● **What to do**:
Search the entries below for the string "Result" and copy the lines that hold it.

● **Input material**:

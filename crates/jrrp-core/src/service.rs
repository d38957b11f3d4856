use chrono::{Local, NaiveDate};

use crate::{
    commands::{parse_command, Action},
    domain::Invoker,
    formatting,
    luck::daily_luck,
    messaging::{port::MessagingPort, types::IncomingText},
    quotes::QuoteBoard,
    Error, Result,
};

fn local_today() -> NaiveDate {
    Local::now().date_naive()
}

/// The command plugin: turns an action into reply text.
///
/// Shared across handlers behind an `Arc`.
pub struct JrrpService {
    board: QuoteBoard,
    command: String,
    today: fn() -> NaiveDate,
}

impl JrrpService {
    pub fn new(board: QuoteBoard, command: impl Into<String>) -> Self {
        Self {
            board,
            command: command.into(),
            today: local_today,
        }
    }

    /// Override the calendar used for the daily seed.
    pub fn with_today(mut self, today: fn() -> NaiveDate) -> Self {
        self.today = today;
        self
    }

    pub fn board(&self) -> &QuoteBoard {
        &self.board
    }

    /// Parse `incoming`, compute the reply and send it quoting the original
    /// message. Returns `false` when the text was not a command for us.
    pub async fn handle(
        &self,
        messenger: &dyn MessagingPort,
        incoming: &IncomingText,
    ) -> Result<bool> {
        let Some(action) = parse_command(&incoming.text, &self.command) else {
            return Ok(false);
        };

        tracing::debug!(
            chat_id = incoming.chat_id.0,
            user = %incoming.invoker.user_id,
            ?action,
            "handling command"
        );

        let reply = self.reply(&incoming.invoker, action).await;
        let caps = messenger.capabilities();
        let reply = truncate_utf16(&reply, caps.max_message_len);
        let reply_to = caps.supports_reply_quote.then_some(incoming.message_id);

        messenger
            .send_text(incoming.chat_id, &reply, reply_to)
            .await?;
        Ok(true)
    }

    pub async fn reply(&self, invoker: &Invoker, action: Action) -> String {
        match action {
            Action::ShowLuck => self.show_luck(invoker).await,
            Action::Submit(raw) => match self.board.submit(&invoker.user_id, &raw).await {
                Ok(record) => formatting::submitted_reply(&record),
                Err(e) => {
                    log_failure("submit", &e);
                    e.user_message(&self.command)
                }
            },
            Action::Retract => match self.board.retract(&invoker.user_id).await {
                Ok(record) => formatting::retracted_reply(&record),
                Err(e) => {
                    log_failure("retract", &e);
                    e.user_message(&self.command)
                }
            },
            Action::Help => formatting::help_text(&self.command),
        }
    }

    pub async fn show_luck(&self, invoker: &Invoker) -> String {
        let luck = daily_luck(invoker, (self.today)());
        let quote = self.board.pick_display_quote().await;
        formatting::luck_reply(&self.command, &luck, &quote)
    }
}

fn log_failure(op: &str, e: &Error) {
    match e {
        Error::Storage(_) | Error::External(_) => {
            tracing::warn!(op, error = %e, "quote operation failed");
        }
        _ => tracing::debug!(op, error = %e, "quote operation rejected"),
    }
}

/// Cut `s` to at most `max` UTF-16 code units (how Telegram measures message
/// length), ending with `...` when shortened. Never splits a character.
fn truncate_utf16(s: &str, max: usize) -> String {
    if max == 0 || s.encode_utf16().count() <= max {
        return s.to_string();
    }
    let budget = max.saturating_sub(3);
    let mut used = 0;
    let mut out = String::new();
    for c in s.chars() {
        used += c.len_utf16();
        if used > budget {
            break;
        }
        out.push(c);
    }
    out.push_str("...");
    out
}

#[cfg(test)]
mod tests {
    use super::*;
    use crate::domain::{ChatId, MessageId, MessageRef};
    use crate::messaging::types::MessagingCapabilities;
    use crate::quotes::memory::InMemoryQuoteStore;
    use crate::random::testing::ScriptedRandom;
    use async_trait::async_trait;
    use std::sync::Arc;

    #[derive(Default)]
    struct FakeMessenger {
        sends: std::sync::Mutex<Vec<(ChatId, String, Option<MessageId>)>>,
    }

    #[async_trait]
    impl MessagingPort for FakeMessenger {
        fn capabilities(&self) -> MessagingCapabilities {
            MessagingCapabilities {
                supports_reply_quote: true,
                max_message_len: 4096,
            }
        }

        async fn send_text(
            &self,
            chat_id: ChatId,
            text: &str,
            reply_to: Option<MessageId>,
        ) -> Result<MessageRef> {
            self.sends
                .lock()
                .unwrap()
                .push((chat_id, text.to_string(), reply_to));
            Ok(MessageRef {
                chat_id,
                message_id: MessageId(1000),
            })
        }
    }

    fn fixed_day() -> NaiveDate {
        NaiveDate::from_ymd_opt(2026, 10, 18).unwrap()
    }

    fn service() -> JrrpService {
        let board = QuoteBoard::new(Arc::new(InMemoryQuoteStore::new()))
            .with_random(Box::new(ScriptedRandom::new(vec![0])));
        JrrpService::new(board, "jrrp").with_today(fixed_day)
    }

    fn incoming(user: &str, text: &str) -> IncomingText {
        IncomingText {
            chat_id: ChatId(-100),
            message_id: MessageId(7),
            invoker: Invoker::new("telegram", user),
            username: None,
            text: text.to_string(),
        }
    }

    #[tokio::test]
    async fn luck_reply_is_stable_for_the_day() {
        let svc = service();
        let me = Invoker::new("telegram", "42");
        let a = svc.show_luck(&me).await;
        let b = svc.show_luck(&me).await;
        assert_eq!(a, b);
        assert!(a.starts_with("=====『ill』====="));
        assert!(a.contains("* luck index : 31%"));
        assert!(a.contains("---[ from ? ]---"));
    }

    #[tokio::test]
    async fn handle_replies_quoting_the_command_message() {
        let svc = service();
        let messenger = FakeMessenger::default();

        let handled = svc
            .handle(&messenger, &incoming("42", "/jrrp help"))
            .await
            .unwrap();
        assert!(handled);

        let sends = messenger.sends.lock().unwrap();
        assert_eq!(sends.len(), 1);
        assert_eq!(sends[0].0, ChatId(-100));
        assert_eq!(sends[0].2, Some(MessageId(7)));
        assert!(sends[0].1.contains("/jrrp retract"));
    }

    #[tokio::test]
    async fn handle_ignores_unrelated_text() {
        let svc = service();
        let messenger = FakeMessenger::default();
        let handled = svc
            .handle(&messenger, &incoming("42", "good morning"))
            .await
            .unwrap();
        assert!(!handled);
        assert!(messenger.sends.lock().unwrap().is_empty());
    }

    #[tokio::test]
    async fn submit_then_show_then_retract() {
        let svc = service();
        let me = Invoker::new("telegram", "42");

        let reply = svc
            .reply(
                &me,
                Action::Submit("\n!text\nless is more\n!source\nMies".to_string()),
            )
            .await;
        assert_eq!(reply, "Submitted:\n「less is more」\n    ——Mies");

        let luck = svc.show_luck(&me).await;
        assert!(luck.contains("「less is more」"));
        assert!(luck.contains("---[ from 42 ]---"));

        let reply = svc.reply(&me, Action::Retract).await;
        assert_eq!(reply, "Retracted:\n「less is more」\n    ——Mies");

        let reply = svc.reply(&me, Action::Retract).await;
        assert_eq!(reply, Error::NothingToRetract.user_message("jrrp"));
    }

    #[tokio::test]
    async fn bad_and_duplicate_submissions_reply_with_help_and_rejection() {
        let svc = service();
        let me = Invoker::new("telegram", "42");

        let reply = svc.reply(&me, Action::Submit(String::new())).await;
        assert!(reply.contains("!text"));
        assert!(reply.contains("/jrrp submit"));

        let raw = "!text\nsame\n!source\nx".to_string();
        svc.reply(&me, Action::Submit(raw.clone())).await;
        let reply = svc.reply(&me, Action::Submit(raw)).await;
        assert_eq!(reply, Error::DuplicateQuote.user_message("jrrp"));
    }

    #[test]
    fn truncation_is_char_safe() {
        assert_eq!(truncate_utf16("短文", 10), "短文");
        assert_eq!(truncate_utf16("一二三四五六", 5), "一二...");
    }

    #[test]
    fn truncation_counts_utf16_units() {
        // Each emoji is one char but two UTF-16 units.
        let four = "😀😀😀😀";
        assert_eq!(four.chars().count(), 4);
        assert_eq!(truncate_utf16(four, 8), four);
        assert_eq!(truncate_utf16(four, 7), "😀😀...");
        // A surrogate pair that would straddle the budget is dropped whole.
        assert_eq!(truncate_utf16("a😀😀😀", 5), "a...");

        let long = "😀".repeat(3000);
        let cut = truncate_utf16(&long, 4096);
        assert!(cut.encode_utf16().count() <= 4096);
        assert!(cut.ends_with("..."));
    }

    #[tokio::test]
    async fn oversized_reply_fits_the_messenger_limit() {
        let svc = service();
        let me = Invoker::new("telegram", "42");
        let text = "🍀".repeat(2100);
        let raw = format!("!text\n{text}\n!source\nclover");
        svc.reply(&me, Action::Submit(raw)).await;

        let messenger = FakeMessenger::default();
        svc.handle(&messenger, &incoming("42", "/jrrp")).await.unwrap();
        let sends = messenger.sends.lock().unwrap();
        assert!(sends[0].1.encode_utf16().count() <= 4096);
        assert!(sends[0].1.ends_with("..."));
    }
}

● **Exercise response**:
    Error, Result,
    ) -> Result<bool> {
        ) -> Result<MessageRef> {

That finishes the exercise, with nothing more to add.